Role overload can also lead to increased absenteeism and poorer physical and mental health. And employees who are overloaded are less likely to agree to a promotion or attend career-relevant training and often cut corners at work, found the study.
Employed caregivers are also more likely to be absent from work, use employee benefits, be less productive and devote fewer hours to work.
“You’re swimming and doing it OK, you’re just coping, and then all you need is a change with work, a change with your kids, a change with your marriage or a change with your parents and the very fragile balance you have tips completely,” said Duxbury.
This can wreak havoc on succession planning, she said.
“‘I’m barely getting by and you want me to compete for this position? I don’t think so.’”
One of KPMG’s newer programs is geared to women and their advancement, trying to keep them in the workforce longer, said Kristy Carscallen, partner and CHRO at KPMG in Toronto.

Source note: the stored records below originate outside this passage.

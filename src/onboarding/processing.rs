//! Processing step — hands the finished onboarding record to the backend.
//!
//! The controller only reaches [`Step::Processing`]; what happens there lives
//! here. Submission is split into [`prepare`] and [`settle`] so a host can
//! release its lock on the controller while the request is in flight.

use std::time::Duration;

use async_trait::async_trait;
use chrono::{DateTime, Utc};
use serde::Serialize;
use tracing::{info, warn};
use uuid::Uuid;

use super::controller::OnboardingFlowController;
use super::model::OnboardingData;
use super::notify::Notice;
use super::step::Step;
use crate::error::SubmissionError;

/// Acknowledgment from the backend for an accepted record.
#[derive(Debug, Clone, PartialEq, Eq, Serialize)]
#[serde(rename_all = "camelCase")]
pub struct SubmissionReceipt {
    pub reference: String,
    pub submitted_at: DateTime<Utc>,
}

impl SubmissionReceipt {
    pub fn new(reference: impl Into<String>) -> Self {
        Self {
            reference: reference.into(),
            submitted_at: Utc::now(),
        }
    }
}

/// Where the processing step currently stands.
#[derive(Debug, Clone, Default, PartialEq, Eq, Serialize)]
#[serde(tag = "status", rename_all = "snake_case")]
pub enum ProcessingStatus {
    /// Nothing submitted yet.
    #[default]
    Idle,
    /// A record is with the backend; no other attempt may start.
    Submitting,
    Completed {
        receipt: SubmissionReceipt,
    },
    /// The last attempt failed; the user may retry from review.
    Failed {
        message: String,
    },
}

/// Receives the finished onboarding record.
#[async_trait]
pub trait SubmissionBackend: Send + Sync {
    async fn submit(&self, data: &OnboardingData) -> Result<SubmissionReceipt, SubmissionError>;
}

/// Accepts every record without leaving the process.
#[derive(Debug, Default, Clone, Copy)]
pub struct LocalSubmissionBackend;

#[async_trait]
impl SubmissionBackend for LocalSubmissionBackend {
    async fn submit(&self, data: &OnboardingData) -> Result<SubmissionReceipt, SubmissionError> {
        let receipt = SubmissionReceipt::new(Uuid::new_v4().to_string());
        info!(
            reference = %receipt.reference,
            school = %data.profile.school_name,
            plan = %data.plan.plan_id,
            "Onboarding record accepted locally"
        );
        Ok(receipt)
    }
}

/// POSTs the record as JSON to a backend endpoint.
///
/// The response body must carry an `id` or `reference` string.
#[derive(Debug, Clone)]
pub struct HttpSubmissionBackend {
    client: reqwest::Client,
    url: String,
}

impl HttpSubmissionBackend {
    pub fn new(url: impl Into<String>, timeout: Duration) -> Result<Self, SubmissionError> {
        let client = reqwest::Client::builder().timeout(timeout).build()?;
        Ok(Self {
            client,
            url: url.into(),
        })
    }
}

#[async_trait]
impl SubmissionBackend for HttpSubmissionBackend {
    async fn submit(&self, data: &OnboardingData) -> Result<SubmissionReceipt, SubmissionError> {
        let resp = self.client.post(&self.url).json(data).send().await?;

        let status = resp.status();
        if !status.is_success() {
            let body = resp.text().await.unwrap_or_default();
            return Err(SubmissionError::Rejected {
                status: status.as_u16(),
                body,
            });
        }

        let body: serde_json::Value = resp
            .json()
            .await
            .map_err(|e| SubmissionError::InvalidResponse(e.to_string()))?;
        let reference = body
            .get("id")
            .or_else(|| body.get("reference"))
            .and_then(|v| match v {
                serde_json::Value::String(s) => Some(s.clone()),
                serde_json::Value::Number(n) => Some(n.to_string()),
                _ => None,
            })
            .ok_or_else(|| {
                SubmissionError::InvalidResponse(format!("no id or reference in {body}"))
            })?;

        Ok(SubmissionReceipt::new(reference))
    }
}

/// Take the record to submit. Only valid on the processing step.
pub fn prepare(controller: &OnboardingFlowController) -> Result<OnboardingData, SubmissionError> {
    let step = controller.current_step();
    if step != Step::Processing {
        return Err(SubmissionError::WrongStep {
            step: step.to_string(),
        });
    }
    Ok(controller.submission().clone())
}

/// Apply a submission result to the controller's collaborators.
///
/// Success navigates to `dashboard_route`. Failure notifies the user and
/// leaves the controller on processing so it can retry from review.
pub fn settle(
    controller: &OnboardingFlowController,
    result: Result<SubmissionReceipt, SubmissionError>,
    dashboard_route: &str,
) -> ProcessingStatus {
    match result {
        Ok(receipt) => {
            info!(reference = %receipt.reference, "Onboarding submission completed");
            controller
                .notifier()
                .notify(Notice::success("Your school has been set up"));
            controller.navigator().navigate(dashboard_route);
            ProcessingStatus::Completed { receipt }
        }
        Err(e) => {
            warn!(error = %e, "Onboarding submission failed");
            let message = format!("Setup failed: {e}");
            controller.notifier().notify(Notice::error(message.clone()));
            ProcessingStatus::Failed { message }
        }
    }
}

/// Prepare, submit, and settle in one call, for hosts that own the
/// controller outright.
pub async fn process_submission(
    controller: &OnboardingFlowController,
    backend: &dyn SubmissionBackend,
    dashboard_route: &str,
) -> Result<ProcessingStatus, SubmissionError> {
    let data = prepare(controller)?;
    let result = backend.submit(&data).await;
    Ok(settle(controller, result, dashboard_route))
}
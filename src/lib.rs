//! School Onboard — onboarding flow service for new schools.

pub mod config;
pub mod error;
pub mod onboarding;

A huge part of that is “getting them to tell their stories about how they balance a successful career and a family or elder care, whatever it may be, so we try and do that monthly,” she said.

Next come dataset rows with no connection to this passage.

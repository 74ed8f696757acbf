//! OnboardingFlowController — owns the wizard's step, data, errors, and
//! completed set, and runs step-scoped validation before moving forward.

use std::collections::{BTreeMap, BTreeSet};
use std::sync::Arc;

use serde::Serialize;
use tracing::{debug, info};

use super::model::{OnboardingData, PAYMENT_METHOD_NONE, SectionUpdate};
use super::notify::{Navigator, Notice, Notifier};
use super::schema::{SectionSchemas, Violation};
use super::step::{Step, StepInfo, next_step, previous_step};

/// Drives one user's progression through the onboarding steps.
///
/// Every operation is synchronous and runs to completion; validation
/// failures never surface as errors, only as `false` plus the error map.
pub struct OnboardingFlowController {
    current: Step,
    data: OnboardingData,
    errors: BTreeMap<String, String>,
    completed: BTreeSet<Step>,
    schemas: SectionSchemas,
    notifier: Arc<dyn Notifier>,
    navigator: Arc<dyn Navigator>,
}

impl OnboardingFlowController {
    pub fn new(notifier: Arc<dyn Notifier>, navigator: Arc<dyn Navigator>) -> Self {
        Self {
            current: Step::Profile,
            data: OnboardingData::default(),
            errors: BTreeMap::new(),
            completed: BTreeSet::new(),
            schemas: SectionSchemas::default(),
            notifier,
            navigator,
        }
    }

    /// Replace the default section schemas.
    pub fn with_schemas(mut self, schemas: SectionSchemas) -> Self {
        self.schemas = schemas;
        self
    }

    /// Start from previously collected data (e.g. a draft the host kept).
    pub fn with_data(mut self, data: OnboardingData) -> Self {
        self.data = data;
        self
    }

    pub fn current_step(&self) -> Step {
        self.current
    }

    pub fn data(&self) -> &OnboardingData {
        &self.data
    }

    /// Field path → message for the last failed validation.
    pub fn errors(&self) -> &BTreeMap<String, String> {
        &self.errors
    }

    pub fn completed_steps(&self) -> &BTreeSet<Step> {
        &self.completed
    }

    pub fn notifier(&self) -> &Arc<dyn Notifier> {
        &self.notifier
    }

    pub fn navigator(&self) -> &Arc<dyn Navigator> {
        &self.navigator
    }

    /// The aggregate to hand to the submission backend.
    pub fn submission(&self) -> &OnboardingData {
        &self.data
    }

    /// Whether direct navigation to `step` is allowed from here.
    pub fn is_step_clickable(&self, step: Step) -> bool {
        self.completed.contains(&step) && step < self.current
    }

    /// Shallow-merge a partial update into its section and clear all errors.
    ///
    /// No validation runs until the next advance attempt.
    pub fn update_section(&mut self, update: SectionUpdate) {
        debug!(section = %update.section(), "Section updated");
        self.data.apply(update);
        self.errors.clear();
    }

    /// Validate the data the current step is responsible for.
    ///
    /// On failure the error map holds the first message for each failing
    /// path and the first violation is sent to the notifier.
    pub fn validate_current_step(&mut self) -> bool {
        let result = match self.current {
            Step::Profile => self.schemas.profile.validate(&self.data.profile),
            Step::Plan => self.schemas.plan.validate(&self.data.plan),
            Step::Payment if self.data.plan.is_free() => Ok(()),
            Step::Payment if self.data.payment.payment_method == PAYMENT_METHOD_NONE => Err(vec![
                Violation::new("paymentMethod", "Please select a payment method"),
            ]),
            Step::Payment => self.schemas.payment.validate(&self.data.payment),
            Step::Review | Step::Processing => Ok(()),
        };

        match result {
            Ok(()) => {
                self.errors.clear();
                true
            }
            Err(violations) => {
                let mut errors = BTreeMap::new();
                for violation in &violations {
                    errors
                        .entry(violation.path.clone())
                        .or_insert_with(|| violation.message.clone());
                }
                self.errors = errors;

                debug!(
                    step = %self.current,
                    violations = violations.len(),
                    "Step validation failed"
                );
                if let Some(first) = violations.first() {
                    self.notifier.notify(Notice::error(first.message.clone()));
                }
                false
            }
        }
    }

    /// Validate and move forward.
    ///
    /// Leaving plan or payment on the free plan records the `none` payment
    /// method and lands on review. A paid plan leaving the plan step drops a
    /// stale `none`. Returns `false` without touching state when validation
    /// fails or the step is terminal.
    pub fn advance(&mut self) -> bool {
        if self.current.is_terminal() {
            debug!(step = %self.current, "Advance ignored at terminal step");
            return false;
        }
        if !self.validate_current_step() {
            return false;
        }

        self.completed.insert(self.current);

        let plan = self.data.plan.plan();
        let payment = &mut self.data.payment;
        match (self.current, self.data.plan.is_free()) {
            (Step::Plan | Step::Payment, true) => {
                payment.payment_method = PAYMENT_METHOD_NONE.to_string();
            }
            (Step::Plan, false) if payment.payment_method == PAYMENT_METHOD_NONE => {
                payment.payment_method.clear();
            }
            _ => {}
        }

        if let Some(next) = next_step(self.current, plan) {
            self.move_to(next);
        }
        true
    }

    /// Move back one step, skipping payment on the free plan.
    ///
    /// Processing is left only through [`retry_from_processing`](Self::retry_from_processing).
    pub fn retreat(&mut self) -> bool {
        if self.current.is_terminal() {
            debug!("Retreat ignored at processing step");
            return false;
        }
        match previous_step(self.current, self.data.plan.plan()) {
            Some(previous) => {
                self.move_to(previous);
                true
            }
            None => false,
        }
    }

    /// Revisit an earlier, already-completed step.
    pub fn jump_to_step(&mut self, step: Step) -> bool {
        if !self.is_step_clickable(step) {
            debug!(from = %self.current, to = %step, "Jump rejected");
            return false;
        }
        self.move_to(step);
        true
    }

    /// Confirm the review step and enter processing.
    pub fn finalize_step(&mut self) -> bool {
        if self.current != Step::Review {
            debug!(step = %self.current, "Finalize ignored outside review step");
            return false;
        }
        if !self.validate_current_step() {
            return false;
        }
        self.completed.insert(Step::Review);
        self.move_to(Step::Processing);
        true
    }

    /// Route back from processing to review after a failed submission.
    pub fn retry_from_processing(&mut self) -> bool {
        if self.current != Step::Processing {
            return false;
        }
        self.move_to(Step::Review);
        true
    }

    /// Serializable view of the controller for hosts.
    pub fn snapshot(&self) -> OnboardingSnapshot {
        OnboardingSnapshot {
            current_step: self.current,
            current_step_number: self.current.number(),
            steps: Step::ALL
                .into_iter()
                .map(|step| StepView {
                    info: step.into(),
                    active: step == self.current,
                    completed: self.completed.contains(&step),
                    clickable: self.is_step_clickable(step),
                })
                .collect(),
            completed_steps: self.completed.iter().map(|s| s.number()).collect(),
            data: self.data.clone(),
            errors: self.errors.clone(),
        }
    }

    fn move_to(&mut self, step: Step) {
        info!(from = %self.current, to = %step, "Onboarding step changed");
        self.current = step;
        self.errors.clear();
    }
}

/// One row of the wizard header.
#[derive(Debug, Clone, Serialize)]
#[serde(rename_all = "camelCase")]
pub struct StepView {
    #[serde(flatten)]
    pub info: StepInfo,
    pub active: bool,
    pub completed: bool,
    pub clickable: bool,
}

/// Point-in-time view of a controller.
#[derive(Debug, Clone, Serialize)]
#[serde(rename_all = "camelCase")]
pub struct OnboardingSnapshot {
    pub current_step: Step,
    pub current_step_number: u8,
    pub steps: Vec<StepView>,
    pub completed_steps: Vec<u8>,
    pub data: OnboardingData,
    pub errors: BTreeMap<String, String>,
}
#[cfg(test)]
mod tests {
    use super::*;
    use crate::semantics::{operands, Expectation, Preset, ScenarioKind};

    #[test]
    fn ld_r_n_loads_immediate() {
        let fixtures = ld_r_n(&operands(&["A", "n8"]));
        let base = &fixtures.get(ScenarioKind::Baseline)[0];
        assert!(base.presets.is_empty());
        assert_eq!(base.extra_bytes, vec![0x21]);
        assert_eq!(base.expectations, vec![Expectation::Reg8("A".to_string(), 0x21)]);
    }

    #[test]
    fn store_through_own_pair() {
        let h = ld_irr_r(&operands(&["HL", "H"]));
        assert_eq!(
            h.get(ScenarioKind::Baseline)[0].expectations,
            vec![Expectation::Memory(0x0CAF, vec![0x0C])]
        );
        let b = ld_irr_r(&operands(&["HL", "B"]));
        assert_eq!(
            b.get(ScenarioKind::Baseline)[0].expectations,
            vec![Expectation::Memory(0x0CAF, vec![0x21])]
        );
    }

    #[test]
    fn sp_offset_covers_both_signs() {
        let fixtures = ld_hl_sp_e8(&operands(&["SP", "e8"]));
        assert_eq!(fixtures.get(ScenarioKind::Baseline).len(), 2);
        assert_eq!(fixtures.get(ScenarioKind::FlagCase(Flag::H)).len(), 2);
        assert_eq!(fixtures.get(ScenarioKind::FlagCase(Flag::C)).len(), 2);

        let negative = &fixtures.get(ScenarioKind::Baseline)[1];
        assert_eq!(negative.extra_bytes, vec![0xFF]);
        assert!(negative
            .expectations
            .contains(&Expectation::Reg16("HL".to_string(), 0x20FF)));
    }

    #[test]
    fn pop_af_masks_low_nibble() {
        let fixtures = pop_af(&operands(&["AF"]));
        let base = &fixtures.get(ScenarioKind::Baseline)[0];
        assert!(base.expectations.contains(&Expectation::Reg16("AF".to_string(), 0xBEF0)));

        // Each flag case pops exactly one flag bit.
        let carry = &fixtures.get(ScenarioKind::FlagCase(Flag::C))[0];
        assert!(carry.presets.contains(&Preset::Memory(0xCAFE, 0x10)));
        assert!(carry.expectations.contains(&Expectation::Flag(Flag::C, true)));
        assert!(carry.expectations.contains(&Expectation::Flag(Flag::Z, false)));
        for flag in Flag::ALL {
            assert!(fixtures.contains(ScenarioKind::FlagCase(flag)));
        }
        assert!(POP_AF.contains("& 0xF0;"));
    }

    #[test]
    fn push_af_assembles_flags() {
        let fixtures = push_af(&operands(&["AF"]));
        let cases = fixtures.get(ScenarioKind::Baseline);
        assert!(cases[0].expectations.contains(&Expectation::Memory(0xCAFC, vec![0x90, 0xBE])));
        assert!(cases[1].expectations.contains(&Expectation::Memory(0xCAFC, vec![0x60, 0xBE])));
    }
}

The company also emphasizes the need for people to set boundaries, said Carscallen.
“In a very client-focused organization, it could be all-consuming, so we try and share stories, for example, on how different people do it, so maybe they go home and have dinner with their families or children, and then maybe they go back online for an hour.”

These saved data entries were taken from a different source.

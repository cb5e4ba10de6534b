/*
    MartyPC
    https://github.com/dbalsom/martypc

    Copyright 2022-2025 Daniel Balsom

    Permission is hereby granted, free of charge, to any person obtaining a
    copy of this software and associated documentation files (the “Software”),
    to deal in the Software without restriction, including without limitation
    the rights to use, copy, modify, merge, publish, distribute, sublicense,
    and/or sell copies of the Software, and to permit persons to whom the
    Software is furnished to do so, subject to the following conditions:

    The above copyright notice and this permission notice shall be included in
    all copies or substantial portions of the Software.

    THE SOFTWARE IS PROVIDED “AS IS”, WITHOUT WARRANTY OF ANY KIND, EXPRESS OR
    IMPLIED, INCLUDING BUT NOT LIMITED TO THE WARRANTIES OF MERCHANTABILITY,
    FITNESS FOR A PARTICULAR PURPOSE AND NONINFRINGEMENT. IN NO EVENT SHALL THE
    AUTHORS OR COPYRIGHT HOLDERS BE LIABLE FOR ANY CLAIM, DAMAGES OR OTHER
    LIABILITY, WHETHER IN AN ACTION OF CONTRACT, TORT OR OTHERWISE, ARISING
    FROM, OUT OF OR IN CONNECTION WITH THE SOFTWARE OR THE USE OR OTHER
    DEALINGS IN THE SOFTWARE.

    ---------------------------------------------------------------------------

    templates/cpu.rs

    Stub SM83 core. build.rs splices the generated decoder, execution routines
    and tests between the markers below; lib.rs includes the result.

*/

pub struct Cpu {
    pub pc: u16,
    pub registers: Registers,
    pub internal_ram: Vec<u8>,
    pub zf: bool,
    pub nf: bool,
    pub hf: bool,
    pub cf: bool,
}

impl Cpu {
    pub fn new() -> Self {
        Self {
            pc: 0,
            registers: Registers::default(),
            internal_ram: vec![0; MEMORY_SIZE],
            zf: false,
            nf: false,
            hf: false,
            cf: false,
        }
    }

    /// Register, program counter or flag value by the name the conformance tests use.
    pub fn observed(&self, name: &str) -> Option<u16> {
        let value = match name {
            "PC" => self.pc,
            "zf" => self.zf as u16,
            "nf" => self.nf as u16,
            "hf" => self.hf as u16,
            "cf" => self.cf as u16,
            _ => match (Reg8::from_name(name), Reg16::from_name(name)) {
                (Some(reg), _) => self.registers[reg] as u16,
                (None, Some(reg)) => self.registers.get16(reg),
                (None, None) => return None,
            },
        };
        Some(value)
    }

    /// Execute one complete instruction and return the cycles it took.
    pub fn decode_execute(&mut self, instruction_bytes: &[u8]) -> u8 {
        match instruction_bytes {
            // __OPCODES_DECODING_REPLACEMENT_START__
            // __OPCODES_DECODING_REPLACEMENT_END__
            _ => unimplemented!("no decoding for {:02X?}", instruction_bytes),
        }
    }
}

impl Cpu {
    // __OPCODES_EXECUTION_REPLACEMENT_START__
    // __OPCODES_EXECUTION_REPLACEMENT_END__
}

/// Run `instruction_bytes` on `cpu` and compare registers, flags, memory and cycles.
macro_rules! assert_cpu_execute {
    (@check $cpu:ident, $cycles:ident, cycles: $count:expr) => {
        assert_eq!($cycles, $count, "cycles");
    };
    (@check $cpu:ident, $cycles:ident, mem[$address:expr] => [$($value:expr),* $(,)?], $($rest:tt)*) => {{
        let start = $address as usize;
        let expected: &[u8] = &[$($value),*];
        assert_eq!(&$cpu.internal_ram[start..start + expected.len()], expected, "mem[{:#06X}]", start);
        assert_cpu_execute!(@check $cpu, $cycles, $($rest)*);
    }};
    (@check $cpu:ident, $cycles:ident, $name:ident => $value:expr, $($rest:tt)*) => {{
        let observed = $cpu
            .observed(stringify!($name))
            .unwrap_or_else(|| panic!("unknown register or flag {}", stringify!($name)));
        assert_eq!(observed, $value as u16, "{}", stringify!($name));
        assert_cpu_execute!(@check $cpu, $cycles, $($rest)*);
    }};
    ($cpu:ident, $instruction_bytes:expr, $($expected:tt)*) => {{
        let cycles = $cpu.decode_execute(&$instruction_bytes);
        assert_cpu_execute!(@check $cpu, cycles, $($expected)*);
    }};
}

#[cfg(test)]
mod tests {
    use super::*;

    // __TESTS_REPLACEMENT_START__
    // __TESTS_REPLACEMENT_END__
}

The emotional strain of caregiving duties is also a factor, said the study, and employers should consider an employee assistance program (EAP), seminars on how to manage the emotional aspects of caregiving, and lobbying for or taking responsibility for the provision of community centres with programs for seniors.
Emotional distress can be more taxing than the time spent on tasks, said Mara Osis, president of ElderWise in Calgary. And it doesn’t end, for example, when a parent moves into a retirement home.
“You may not be physically spending the time doing the running around but you’re still living with that feeling that you’re saying the long goodbye to your parents,” she said. “I know many people who have been at it for a decade or more, and they never thought it would be this long. And they propose solutions on the assumption that, ‘Well, this will just be for a short while and then things will work themselves out.’”
Employer support lacking
One-quarter of 111 interviewed respondents said they received no support from their employer around issues they face balancing work and caregiving, said the study, which recommended steps to improve the situation, such as compressed workweeks.
Employers keep thinking about it in terms of flex-time but the data says very unequivocally these people want compressed workweeks, said Duxbury.
“They don’t want flex-time, they want a whole day where they can run around and ‘take my dad to the doctor, I can take my mum to the pharmacist, I can do some grocery shopping for them.’ They need to be available during work hours for their parents because that’s when doctors, nurses are available.”
Caregiving support networks at the workplace can also help, said the study. These are important because many people feel very alone and think they are the only ones going through this, said Osis.
“A lot of us, perhaps women more so than men, have been trained to think that we should be able to handle it all, that’s what we’re there for. So if we’re having trouble with that, we just need to try harder, it’s something wrong with us.”
KPMG has a lot of different networking events at the national and local level, said Boon, with people talking about the arrangements they have to deal with their roles, such as working from home.
“Sharing that kind of information, that’s definitely part of our culture. And as that number has crept up, for more people with families at the manager level, the culture is changing and responding to that,” she said. “The more we talk about creative solutions and provide examples for people about how they can make it work, the better they will feel and the more supported.”